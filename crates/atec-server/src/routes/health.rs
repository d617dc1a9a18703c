use axum::Json;
use serde_json::{Value, json};

pub async fn ping() -> Json<Value> {
    Json(json!({ "message": "pong" }))
}
//! Server configuration.
//!
//! A JSON file supplies every section; a handful of environment variables
//! override the values most often changed per deployment.

use std::net::IpAddr;
use std::path::{Path, PathBuf};
use std::time::Duration;

use atec_storage::postgres::PoolSettings;
use serde::{Deserialize, Serialize};

pub const DEFAULT_CONFIG_PATH: &str = "config.json";

#[derive(Debug, Clone, Serialize, Deserialize)]
pub struct AppConfig {
    #[serde(default = "default_log_level")]
    pub log_level: String,
    #[serde(default)]
    pub server: ServerConfig,
    pub postgres: PostgresConfig,
    pub crypto: CryptoConfig,
    #[serde(default)]
    pub tokens: TokenConfig,
    #[serde(default)]
    pub mail: MailConfig,
    pub redis: RedisConfig,
    #[serde(default)]
    pub cache: CacheConfig,
    #[serde(default)]
    pub rate_limit: RateLimitConfig,
}

#[derive(Debug, Clone, Serialize, Deserialize)]
#[serde(default)]
pub struct ServerConfig {
    pub port: u16,
    /// Public origin used to build the links sent by mail.
    pub base_url: String,
    pub shutdown_grace_secs: u64,
}

impl Default for ServerConfig {
    fn default() -> Self {
        Self {
            port: 8080,
            base_url: "http://localhost:8080".to_string(),
            shutdown_grace_secs: 10,
        }
    }
}

#[derive(Debug, Clone, Serialize, Deserialize)]
pub struct PostgresConfig {
    pub dsn: String,
    #[serde(default = "default_max_connections")]
    pub max_connections: u32,
    #[serde(default = "default_min_connections")]
    pub min_connections: u32,
    #[serde(default = "default_max_lifetime_secs")]
    pub max_lifetime_secs: u64,
    #[serde(default = "default_statement_timeout_ms")]
    pub statement_timeout_ms: u64,
}

impl PostgresConfig {
    pub fn pool_settings(&self) -> PoolSettings {
        PoolSettings {
            max_connections: self.max_connections,
            min_connections: self.min_connections,
            max_lifetime: Duration::from_secs(self.max_lifetime_secs),
            statement_timeout: Duration::from_millis(self.statement_timeout_ms),
            ..PoolSettings::default()
        }
    }
}

#[derive(Debug, Clone, Serialize, Deserialize)]
pub struct CryptoConfig {
    /// File holding the key material for encryption and token signing.
    pub private_key_path: PathBuf,
    /// 16 bytes, hex encoded.
    pub iv_hex: String,
    #[serde(default = "default_bcrypt_cost")]
    pub bcrypt_cost: u32,
}

#[derive(Debug, Clone, Serialize, Deserialize)]
#[serde(default)]
pub struct TokenConfig {
    pub signup_ttl_secs: u64,
    pub login_ttl_secs: u64,
    pub change_password_ttl_secs: u64,
}

impl Default for TokenConfig {
    fn default() -> Self {
        Self {
            signup_ttl_secs: 24 * 3600,
            login_ttl_secs: 7 * 24 * 3600,
            change_password_ttl_secs: 3600,
        }
    }
}

#[derive(Debug, Clone, Default, Serialize, Deserialize)]
#[serde(default)]
pub struct MailConfig {
    pub api_key: String,
    pub sender_name: String,
    pub sender_email: String,
    /// When false, mails are only logged.
    pub enabled: bool,
}

#[derive(Debug, Clone, Serialize, Deserialize)]
pub struct RedisConfig {
    pub cache: RedisEndpoint,
    pub lock: RedisEndpoint,
}

#[derive(Debug, Clone, Serialize, Deserialize)]
pub struct RedisEndpoint {
    pub url: String,
}

#[derive(Debug, Clone, Serialize, Deserialize)]
#[serde(default)]
pub struct CacheConfig {
    pub package_ttl_secs: u64,
    pub all_active_packages_ttl_secs: u64,
    pub nil_ttl_secs: u64,
}

impl Default for CacheConfig {
    fn default() -> Self {
        Self {
            package_ttl_secs: 3600,
            all_active_packages_ttl_secs: 600,
            nil_ttl_secs: 60,
        }
    }
}

#[derive(Debug, Clone, Serialize, Deserialize)]
#[serde(default)]
pub struct RateLimitConfig {
    pub resend_verification_secs: u64,
    pub submit_per_minute: u64,
    /// Peers whose `X-Forwarded-For` is believed. Empty means the socket
    /// address is always used.
    pub trusted_proxies: Vec<IpAddr>,
}

impl Default for RateLimitConfig {
    fn default() -> Self {
        Self {
            resend_verification_secs: 300,
            submit_per_minute: 10,
            trusted_proxies: Vec::new(),
        }
    }
}

fn default_log_level() -> String {
    "info".to_string()
}

fn default_max_connections() -> u32 {
    50
}

fn default_min_connections() -> u32 {
    5
}

fn default_max_lifetime_secs() -> u64 {
    30 * 60
}

fn default_statement_timeout_ms() -> u64 {
    15_000
}

fn default_bcrypt_cost() -> u32 {
    10
}

/// Read the JSON file at `path`, then apply environment overrides.
pub fn load(path: &Path) -> eyre::Result<AppConfig> {
    let contents = std::fs::read_to_string(path)
        .map_err(|e| eyre::eyre!("failed to read config at {}: {e}", path.display()))?;
    let mut config: AppConfig = serde_json::from_str(&contents)
        .map_err(|e| eyre::eyre!("invalid config at {}: {e}", path.display()))?;
    config.apply_overrides(|key| std::env::var(key).ok())?;
    Ok(config)
}

impl AppConfig {
    /// Overrides from `lookup`, normally the process environment.
    pub fn apply_overrides(&mut self, lookup: impl Fn(&str) -> Option<String>) -> eyre::Result<()> {
        if let Some(dsn) = lookup("ATEC_DATABASE_URL") {
            self.postgres.dsn = dsn;
        }
        if let Some(url) = lookup("ATEC_REDIS_URL") {
            self.redis.cache.url = url.clone();
            self.redis.lock.url = url;
        }
        if let Some(port) = lookup("ATEC_PORT") {
            self.server.port = port
                .parse()
                .map_err(|e| eyre::eyre!("invalid ATEC_PORT {port:?}: {e}"))?;
        }
        if let Some(level) = lookup("ATEC_LOG_LEVEL") {
            self.log_level = level;
        }
        Ok(())
    }

    pub fn shutdown_grace(&self) -> Duration {
        Duration::from_secs(self.server.shutdown_grace_secs)
    }
}
use thiserror::Error;

#[derive(Debug, Error)]
pub enum CacheError {
    #[error("lock {key} is held by another owner")]
    LockNotAcquired { key: String },

    #[error("waited too long for lock on {key}")]
    LockWaitTooLong { key: String },

    #[error("cache backend error: {0}")]
    Backend(String),

    #[error("cache serialization error: {0}")]
    Serialization(#[from] serde_json::Error),
}

impl From<redis::RedisError> for CacheError {
    fn from(e: redis::RedisError) -> Self {
        CacheError::Backend(e.to_string())
    }
}

impl From<CacheError> for atec_core::error::ServiceError {
    fn from(e: CacheError) -> Self {
        tracing::error!(error = %e, "cache failure");
        Self::internal()
    }
}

[Task description] Return all lines above that mention the word "CryptoConfig".

[Finished exercise]
    pub crypto: CryptoConfig,
pub struct CryptoConfig {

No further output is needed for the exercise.